Instructions to follow:
Every single entry should be printed exactly.

──────

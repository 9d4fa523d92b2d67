#[derive(Debug, thiserror::Error)]
pub enum StorageError {
    #[error("local store schema is invalid or corrupt")]
    Corrupt,
    #[error("local store was written by a newer promptsync (schema_version={found}, supported={supported})")]
    NewerSchema { found: u32, supported: u32 },
    #[error("local store is already open in another process")]
    DatabaseAlreadyOpen,
    #[error("store lock poisoned")]
    Poisoned,
    #[error("invalid key: {0:?}")]
    InvalidKey(String),
    #[error("io error: {0}")]
    Io(#[from] std::io::Error),
    #[error("serialization error: {0}")]
    Serde(#[from] serde_json::Error),
    /// Any redb failure, tagged with the step that produced it.
    #[error("redb {step} failed: {source}")]
    Backend {
        step: &'static str,
        #[source]
        source: Box<redb::Error>,
    },
}

#[derive(Debug, Clone, Copy, PartialEq, Eq)]
pub enum StorageErrorKind {
    Corrupt,
    NewerSchema,
    Busy,
    InvalidKey,
    Io,
    Codec,
    Backend,
}

impl StorageError {
    pub fn kind(&self) -> StorageErrorKind {
        match self {
            StorageError::Corrupt => StorageErrorKind::Corrupt,
            StorageError::NewerSchema { .. } => StorageErrorKind::NewerSchema,
            StorageError::DatabaseAlreadyOpen => StorageErrorKind::Busy,
            StorageError::InvalidKey(_) => StorageErrorKind::InvalidKey,
            StorageError::Io(_) => StorageErrorKind::Io,
            StorageError::Serde(_) => StorageErrorKind::Codec,
            StorageError::Poisoned | StorageError::Backend { .. } => StorageErrorKind::Backend,
        }
    }

    fn backend(step: &'static str, err: impl Into<redb::Error>) -> Self {
        StorageError::Backend {
            step,
            source: Box::new(err.into()),
        }
    }
}

impl From<redb::DatabaseError> for StorageError {
    fn from(value: redb::DatabaseError) -> Self {
        match value {
            redb::DatabaseError::DatabaseAlreadyOpen => Self::DatabaseAlreadyOpen,
            other => Self::backend("open", other),
        }
    }
}

macro_rules! redb_step {
    ($($ty:ty => $step:literal),* $(,)?) => {
        $(
            impl From<$ty> for StorageError {
                fn from(value: $ty) -> Self {
                    Self::backend($step, value)
                }
            }
        )*
    };
}

redb_step! {
    redb::Error => "operation",
    redb::TransactionError => "transaction",
    redb::TableError => "table",
    redb::StorageError => "storage",
    redb::CommitError => "commit",
}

──────

Response box:
repository 9d4fa523d92b2d67
#[derive(Debug, thiserror::Error)]
pub enum StorageError {
    #[error("local store schema is invalid or corrupt")]
    Corrupt,
    #[error("local store was written by a newer promptsync (schema_version={found}, supported={supported})")]
    NewerSchema { found: u32, supported: u32 },
    #[error("local store is already open in another process")]
    DatabaseAlreadyOpen,
    #[error("store lock poisoned")]
    Poisoned,
    #[error("invalid key: {0:?}")]
    InvalidKey(String),
    #[error("io error: {0}")]
    Io(#[from] std::io::Error),
    #[error("serialization error: {0}")]
    Serde(#[from] serde_json::Error),
    /// Any redb failure, tagged with the step that produced it.
    #[error("redb {step} failed: {source}")]
    Backend {
        step: &'static str,
        #[source]
        source: Box<redb::Error>,
    },
}

#[derive(Debug, Clone, Copy, PartialEq, Eq)]
pub enum StorageErrorKind {
    Corrupt,
    NewerSchema,
    Busy,
    InvalidKey,
    Io,
    Codec,
    Backend,
}

impl StorageError {
    pub fn kind(&self) -> StorageErrorKind {
        match self {
            StorageError::Corrupt => StorageErrorKind::Corrupt,
            StorageError::NewerSchema { .. } => StorageErrorKind::NewerSchema,
            StorageError::DatabaseAlreadyOpen => StorageErrorKind::Busy,
            StorageError::InvalidKey(_) => StorageErrorKind::InvalidKey,
            StorageError::Io(_) => StorageErrorKind::Io,
            StorageError::Serde(_) => StorageErrorKind::Codec,
            StorageError::Poisoned | StorageError::Backend { .. } => StorageErrorKind::Backend,
        }
    }

    fn backend(step: &'static str, err: impl Into<redb::Error>) -> Self {
        StorageError::Backend {
            step,
            source: Box::new(err.into()),
        }
    }
}

impl From<redb::DatabaseError> for StorageError {
    fn from(value: redb::DatabaseError) -> Self {
        match value {
            redb::DatabaseError::DatabaseAlreadyOpen => Self::DatabaseAlreadyOpen,
            other => Self::backend("open", other),
        }
    }
}

macro_rules! redb_step {
    ($($ty:ty => $step:literal),* $(,)?) => {
        $(
            impl From<$ty> for StorageError {
                fn from(value: $ty) -> Self {
                    Self::backend($step, value)
                }
            }
        )*
    };
}

redb_step! {
    redb::Error => "operation",
    redb::TransactionError => "transaction",
    redb::TableError => "table",
    redb::StorageError => "storage",
    redb::CommitError => "commit",
}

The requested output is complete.